Es una alteración radical de valores, que sólo se comprende dirigiendo la mirada
al Hijo del hombre "despreciado y abandonado de los hombres, varón de dolores
y familiarizado con el sufrimiento" ( Is 53, 3). Son las palabras que el Espíritu
Santo hará comprender a su Iglesia con respecto al misterio de Cristo. Sólo en
Pentecostés los Apóstoles recibirán la capacidad de creer en la "fuerza de la
debilidad", que se manifiesta en la cruz.
Y aquí mi pensamiento va a los numerosos misioneros que, día tras día, en
silencio y sin el apoyo de fuerzas humanas, anuncian y, antes aún, testimonian
su amor a Jesús, a menudo hasta dar su vida, como ha acontecido también
recientemente. ¡Qué espectáculo contemplan los ojos del corazón! ¡Cuántos
hermanos y hermanas consumen generosamente sus energías en las
avanzadillas del reino de Dios! Son obispos, sacerdotes, religiosos, religiosas y
laicos, que nos representan a Cristo, lo muestran concretamente como Señor
que no vino para ser servido, sino para servir y dar su vida por amor al Padre y
a los hermanos. A todos va mi aprecio y mi gratitud, así como un afectuoso
estímulo a perseverar con confianza. ¡Ánimo, hermanos y hermanas: Cristo está
con vosotros!
Pero todo el pueblo de Dios debe colaborar con quienes trabajan en la
vanguardia de la misión "ad gentes", dando cada uno su contribución, como
intuyeron y subrayaron muy bien los fundadores de las Obras misionales
pontificias: todos pueden y deben participar en la evangelización, incluso los
niños, incluso los enfermos, incluso los pobres con su óbolo, como el de la viuda
cuyo ejemplo señaló Jesús (cf. Lc 21, 1-4). La misión es obra de todo el pueblo
de Dios , cada uno en la vocación a la que ha sido llamado por la Providencia.
5. Las palabras de Jesús sobre el servicio son también profecía de un nuevo
estilo de relaciones que es preciso promover no sólo en la comunidad cristiana,
sino también en la sociedad.
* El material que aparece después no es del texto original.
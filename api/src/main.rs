use anyhow::Result;
use axum::http::{header, HeaderValue, Method};
use checker::ValidatorOptions;
use dotenv::dotenv;
use std::net::SocketAddr;
use tower_http::cors::CorsLayer;

use api::{config::ServerConfig, observability, routes, state::AppState, validators};

#[tokio::main]
async fn main() -> Result<()> {
    // Load environment variables
    dotenv().ok();

    observability::init_tracing()?;

    let config = ServerConfig::from_env()?;
    let options = ValidatorOptions::from_env()?;
    let state = AppState::new(validators::build(options));

    let cors = CorsLayer::new()
        .allow_origin(HeaderValue::from_static("http://localhost:3000"))
        .allow_methods([Method::GET, Method::POST, Method::OPTIONS])
        .allow_headers([header::CONTENT_TYPE, header::HeaderName::from_static("x-publisher-key")]);

    let app = routes::app(state).layer(cors);

    let addr = SocketAddr::from(([0, 0, 0, 0], config.port));
    tracing::info!("API server listening on {}", addr);

    let listener = tokio::net::TcpListener::bind(addr).await?;
    axum::serve(listener, app).await?;

    Ok(())
}
//! Request identifiers for latest-only fetch results.

/// Opaque id attached to a campaign fetch and echoed back with its result.
#[derive(Debug, Clone, Copy, PartialEq, Eq, Hash)]
pub struct RequestId(u64);

/// Tracks the single in-flight fetch and rejects results from any other.
#[derive(Debug, Default)]
pub struct LatestOnly {
    next: u64,
    active: Option<RequestId>,
}

impl LatestOnly {
    /// Start a new request and mark it as active.
    pub fn begin(&mut self) -> RequestId {
        let id = RequestId(self.next);
        self.next = self.next.wrapping_add(1);
        self.active = Some(id);
        id
    }

    /// Forget the in-flight request; its result will be discarded.
    pub fn cancel(&mut self) {
        self.active = None;
    }

    pub fn has_active(&self) -> bool {
        self.active.is_some()
    }

    /// Finish the request if it's still active.
    pub fn finish_if_active(&mut self, id: RequestId) -> bool {
        if self.active == Some(id) {
            self.active = None;
            true
        } else {
            false
        }
    }
}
No debemos perder nunca la esperanza de
construir un mundo más fraterno. La competencia sin reglas, el afán de dominio
sobre los demás a cualquier precio, la discriminación realizada por algunos que
se creen superiores a los demás y la búsqueda desenfrenada de la riqueza, están
en la raíz de las injusticias, la violencia y las guerras.
Las palabras de Jesús se convierten, entonces, en una invitación a pedir por la
paz . La misión es anuncio de Dios, que es Padre; de Jesús, que es nuestro
hermano mayor; y del Espíritu, que es amor. La misión es colaboración, humilde
pero apasionada, en el designio de Dios, que quiere una humanidad salvada y
reconciliada. En la cumbre de la historia del hombre según Dios se halla un
proyecto de comunión. Hacia ese proyecto debe llevar la misión.
A la Reina de la paz, Reina de las misiones y Estrella de la evangelización le
pedimos el don de la paz. Invocamos su maternal protección sobre todos los que
generosamente colaboran en la difusión del nombre y del mensaje de Jesús. Que
ella nos obtenga una fe tan viva y ardiente que haga resonar con fuerza
renovada a los hombres de nuestro tiempo la proclamación de la verdad de
Cristo, único Salvador del mundo.
Al final deseo recordar las palabras que pronuncié, hace veintidós años, en esta
misma plaza. "¡No tengáis miedo! Abrid las puertas a Cristo!".